On applaudira tout autant Compte tes blessures, sur les rapports difficiles entre un père (Nathan Willcocks) et son fils (Kevin Azaïs). À ces deux-là, bouleversants, il faut rajouter Monia Choukri, formidable elle aussi dans cette histoire de déchirements et de non-dits. Après quelques courts-métrages, le jeune Morgan Simon (à peine 30 ans) signe un premier film réussi qui lui a déjà valu plusieurs prix à San Sebastian, Saint-Jean-de-Luz, Brunswick, en Pologne et à Angers. Nathan Willcocks, qui vient de tourner à Londres avec Woody Harrelson, expliquait qu’il avait eu « quatre ou cinq mois de préparation pour rendre justice à ce personnage complexe.

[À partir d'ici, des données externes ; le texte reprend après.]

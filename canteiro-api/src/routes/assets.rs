/// Tool, machine and supply endpoints
///
/// - `GET|POST /v1/assets` - List (filters: `kind`, `status`, `holder_employee_id`,
///   `low_stock`) / create
/// - `GET|PATCH|DELETE /v1/assets/:id`
/// - `GET /v1/assets/:id/movements` - Movement history, newest first
/// - `POST /v1/assets/:id/checkout` - Lend a tool or machine to an employee
/// - `POST /v1/assets/:id/checkin` - Take it back; damaged goes to maintenance, lost is retired
/// - `POST /v1/assets/:id/consume` - Consume supply units at a work site

use super::record_audit;
use crate::{
    app::AppState,
    error::{ApiError, ApiResult},
};
use axum::{
    extract::{Path, Query, State},
    http::StatusCode,
    Json,
};
use canteiro_shared::{
    auth::{
        authorization::{require_permission, ResourcePermission},
        middleware::AuthContext,
    },
    models::{
        asset::{Asset, AssetFilter, CreateAsset, UpdateAsset},
        asset_movement::{
            AssetMovement, CheckinRequest, CheckoutRequest, ConsumeRequest, MovementContext, MovementOutcome,
        },
        ListParams, Page,
    },
};
use serde::Serialize;
use serde_json::json;
use uuid::Uuid;
use validator::Validate;

/// Asset after a movement, with the movement row
#[derive(Debug, Serialize)]
pub struct MovementResponse {
    pub asset: Asset,
    pub movement: AssetMovement,
}

const MOVEMENT_SORTABLE: &[&str] = &["created_at"];

fn recorded(outcome: MovementOutcome) -> ApiResult<MovementResponse> {
    match outcome {
        MovementOutcome::Recorded { asset, movement } => Ok(MovementResponse { asset, movement }),
        MovementOutcome::UnknownAsset => Err(ApiError::not_found("Asset")),
        MovementOutcome::UnknownEmployee => Err(ApiError::not_found("Employee")),
        MovementOutcome::WrongKind(kind) => Err(ApiError::Conflict(format!(
            "Operation does not apply to a {}",
            kind.as_str()
        ))),
        MovementOutcome::Unavailable(status) => {
            Err(ApiError::Conflict(format!("Asset is {}", status.as_str())))
        }
        MovementOutcome::NotHeld => Err(ApiError::Conflict(
            "Asset is not held by this employee".to_string(),
        )),
        MovementOutcome::InsufficientQuantity { available } => Err(ApiError::Conflict(format!(
            "Insufficient quantity: {} available",
            available
        ))),
    }
}

fn context(auth: &AuthContext, notes: Option<String>) -> MovementContext {
    MovementContext {
        notes,
        workflow_session_id: None,
        created_by: Some(auth.user_id),
    }
}

pub async fn list_assets(
    State(state): State<AppState>,
    auth: AuthContext,
    Query(params): Query<ListParams>,
    Query(filter): Query<AssetFilter>,
) -> ApiResult<Json<Page<Asset>>> {
    require_permission(&state.db, &auth, ResourcePermission::Read).await?;

    let page = params.page(Asset::SORTABLE, "name")?;
    let assets = Asset::list(&state.db, auth.company_id, &filter, &page).await?;

    Ok(Json(assets))
}

pub async fn create_asset(
    State(state): State<AppState>,
    auth: AuthContext,
    Json(req): Json<CreateAsset>,
) -> ApiResult<(StatusCode, Json<Asset>)> {
    require_permission(&state.db, &auth, ResourcePermission::Write).await?;
    req.validate()?;

    let asset = Asset::create(&state.db, auth.company_id, req).await?;

    record_audit(
        &state,
        &auth,
        "asset.created",
        "asset",
        Some(asset.id),
        json!({ "code": asset.code, "kind": asset.kind.as_str(), "name": asset.name }),
    )
    .await;

    Ok((StatusCode::CREATED, Json(asset)))
}

pub async fn get_asset(
    State(state): State<AppState>,
    auth: AuthContext,
    Path(id): Path<Uuid>,
) -> ApiResult<Json<Asset>> {
    require_permission(&state.db, &auth, ResourcePermission::Read).await?;

    let asset = Asset::find_by_id(&state.db, auth.company_id, id)
        .await?
        .ok_or_else(|| ApiError::not_found("Asset"))?;

    Ok(Json(asset))
}

/// Status can be set to anything but `in_use`, which only a checkout produces
pub async fn update_asset(
    State(state): State<AppState>,
    auth: AuthContext,
    Path(id): Path<Uuid>,
    Json(req): Json<UpdateAsset>,
) -> ApiResult<Json<Asset>> {
    require_permission(&state.db, &auth, ResourcePermission::Write).await?;
    req.validate()?;
    if !req.status_allowed() {
        return Err(ApiError::field("status", "Use checkout to put an asset in use"));
    }

    let asset = Asset::update(&state.db, auth.company_id, id, req)
        .await?
        .ok_or_else(|| ApiError::not_found("Asset"))?;

    record_audit(
        &state,
        &auth,
        "asset.updated",
        "asset",
        Some(id),
        json!({ "status": asset.status.as_str() }),
    )
    .await;

    Ok(Json(asset))
}

pub async fn delete_asset(
    State(state): State<AppState>,
    auth: AuthContext,
    Path(id): Path<Uuid>,
) -> ApiResult<StatusCode> {
    require_permission(&state.db, &auth, ResourcePermission::Manage).await?;

    if !Asset::delete(&state.db, auth.company_id, id).await? {
        return Err(ApiError::not_found("Asset"));
    }

    record_audit(&state, &auth, "asset.deleted", "asset", Some(id), json!({})).await;

    Ok(StatusCode::NO_CONTENT)
}

pub async fn list_movements(
    State(state): State<AppState>,
    auth: AuthContext,
    Path(id): Path<Uuid>,
    Query(params): Query<ListParams>,
) -> ApiResult<Json<Page<AssetMovement>>> {
    require_permission(&state.db, &auth, ResourcePermission::Read).await?;

    let page = params.page(MOVEMENT_SORTABLE, "created_at")?;
    let movements = AssetMovement::list_for_asset(&state.db, auth.company_id, id, &page).await?;

    Ok(Json(movements))
}

/// Check a tool or machine out to an employee
///
/// # Errors
///
/// - `404 Not Found`: unknown asset, unknown or terminated employee
/// - `409 Conflict`: asset is a supply, or not `available`
pub async fn checkout(
    State(state): State<AppState>,
    auth: AuthContext,
    Path(id): Path<Uuid>,
    Json(req): Json<CheckoutRequest>,
) -> ApiResult<Json<MovementResponse>> {
    require_permission(&state.db, &auth, ResourcePermission::Write).await?;
    req.validate()?;

    let mut tx = state.db.begin().await?;
    let outcome = AssetMovement::checkout(
        &mut tx,
        auth.company_id,
        id,
        req.employee_id,
        context(&auth, req.notes),
    )
    .await?;
    let response = recorded(outcome)?;
    tx.commit().await?;

    tracing::info!(company_id = %auth.company_id, asset_id = %id, employee_id = %req.employee_id, "Asset checked out");
    record_audit(
        &state,
        &auth,
        "asset.checked_out",
        "asset",
        Some(id),
        json!({ "employee_id": req.employee_id, "movement_id": response.movement.id }),
    )
    .await;

    Ok(Json(response))
}

/// Check a tool or machine back in
///
/// Only the current holder can return it (`409 Conflict` otherwise).
pub async fn checkin(
    State(state): State<AppState>,
    auth: AuthContext,
    Path(id): Path<Uuid>,
    Json(req): Json<CheckinRequest>,
) -> ApiResult<Json<MovementResponse>> {
    require_permission(&state.db, &auth, ResourcePermission::Write).await?;
    req.validate()?;

    let mut tx = state.db.begin().await?;
    let outcome = AssetMovement::checkin(
        &mut tx,
        auth.company_id,
        id,
        req.employee_id,
        req.condition,
        context(&auth, req.notes),
    )
    .await?;
    let response = recorded(outcome)?;
    tx.commit().await?;

    record_audit(
        &state,
        &auth,
        "asset.checked_in",
        "asset",
        Some(id),
        json!({
            "employee_id": req.employee_id,
            "condition": req.condition,
            "status": response.asset.status.as_str(),
        }),
    )
    .await;

    Ok(Json(response))
}

/// Consume units of a supply
///
/// # Errors
///
/// - `409 Conflict`: asset is not a supply, or the quantity exceeds what is on hand
pub async fn consume(
    State(state): State<AppState>,
    auth: AuthContext,
    Path(id): Path<Uuid>,
    Json(req): Json<ConsumeRequest>,
) -> ApiResult<Json<MovementResponse>> {
    require_permission(&state.db, &auth, ResourcePermission::Write).await?;
    req.validate()?;

    let mut tx = state.db.begin().await?;
    let outcome = AssetMovement::consume(
        &mut tx,
        auth.company_id,
        id,
        req.employee_id,
        req.quantity,
        req.work_site.trim().to_string(),
        context(&auth, req.notes),
    )
    .await?;
    let response = recorded(outcome)?;
    tx.commit().await?;

    record_audit(
        &state,
        &auth,
        "asset.consumed",
        "asset",
        Some(id),
        json!({
            "employee_id": req.employee_id,
            "quantity": req.quantity,
            "work_site": response.movement.work_site,
            "remaining": response.asset.quantity,
        }),
    )
    .await;

    Ok(Json(response))
}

J’ai travaillé dans une poissonnerie à Paris une soixantaine d’heures… Si le cinéma ne marche plus, j’ai un boulot si je veux. »

Les films de genre sont suffisamment rares en France pour que l’on salue Dans la forêt. Gilles Marchand et Dominik Moll, qui signent le scénario, nous avaient habitués avec Harry, un ami qui vous veut du bien à ce glissement entre le quotidien « normal » et l’irrationnel. Ici, un père divorcé (Jérémie Elkaïm) entraîne ses deux enfants, âgés de 8 et 13 ans (Timothé Vom Dorp et Théo Van de Voorde), dans une forêt suédoise. Le film reste constamment sur le fil entre fantastique et réalisme, entre le véridique et le fantasmé, l’objectif et le subjectif et parvient vraiment à inquiéter.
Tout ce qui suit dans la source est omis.